The Commissions view of a regulation that it enforces is entitled to great weight unless clearly erroneous or unauthorized. (Californians for Political Reform Foundation v. Fair Political Practices Com. (1998) 61 Cal.App.4th 472, 484.) Here, the Commissions interpretation of the MOU allowing it to reject Holtzs termination constituted an abuse of discretion. (Family Planning Associates Medical Group, Inc. v. Belsh (1998) 62 Cal.App.4th 999, 1004.) Therefore, the trial court properly granted the Countys writ petition.



4.      Disposition



We affirm the judgment and order the County as prevailing party to recover its costs on appeal.



NOT TO BE PUBLISHED IN OFFICIAL REPORTS



s/Gaut



J.



We concur:



s/Richli



Acting P. J.



s/Miller



J.



Publication courtesy of California pro bono legal advice.



Analysis and review provided by La Mesa Property line attorney.



San Diego Case Information provided by www.fearnotlaw.com







[1] Memorandum of Understanding, Safety Unit 2005-2009. The Personnel Rules were effective as of February 2002.



[2] We understand the latter to be a vulgar distortion of the word vagina.

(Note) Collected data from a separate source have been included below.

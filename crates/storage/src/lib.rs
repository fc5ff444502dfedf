// SPDX-License-Identifier: BUSL-1.1
// Copyright (c) 2026 Alfred Jean LLC

// Allow panic!/unwrap/expect in test code
#![cfg_attr(test, allow(clippy::panic))]
#![cfg_attr(test, allow(clippy::unwrap_used))]
#![cfg_attr(test, allow(clippy::expect_used))]

//! stagehand-storage: persisted lifecycle records and their ordered
//! buildpack lists.
//!
//! The store is the transaction boundary for the replace-all buildpack list
//! write: concurrent readers observe either the fully-old or the fully-new
//! list, never a mix, and a failed write leaves the prior list intact.

mod store;

pub use store::{BuildpackEntry, LifecycleStore, StoreError};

Description Defendant and real party in interest, Kenneth Holtz (Holtz), appeals from a judgment of the trial court granting the petition for writ of mandate by the County of San Bernardino (County).
After the County terminated Holtzs employment as a deputy sheriff, an administrative hearing officer upheld the termination. The Countys three-person Civil Service Commission (Commission) reviewed the hearing officers decision and rejected the recommendation for termination. The County then sought a petition for writ of mandate and the superior court granted the writ, upholding Holtzs termination. On appeal, Holtz argues the trial court erred in finding that the Countys Personnel Rules, and not the MOU applying to sheriffs deputies, controlled the authority of the Commission to accept or reject the findings and recommendation of the hearing officer to terminate Holtzs employment. We agree with the trial court that the Commission abused its discretion by rejecting the recommendation for termination. Court affirm the judgment.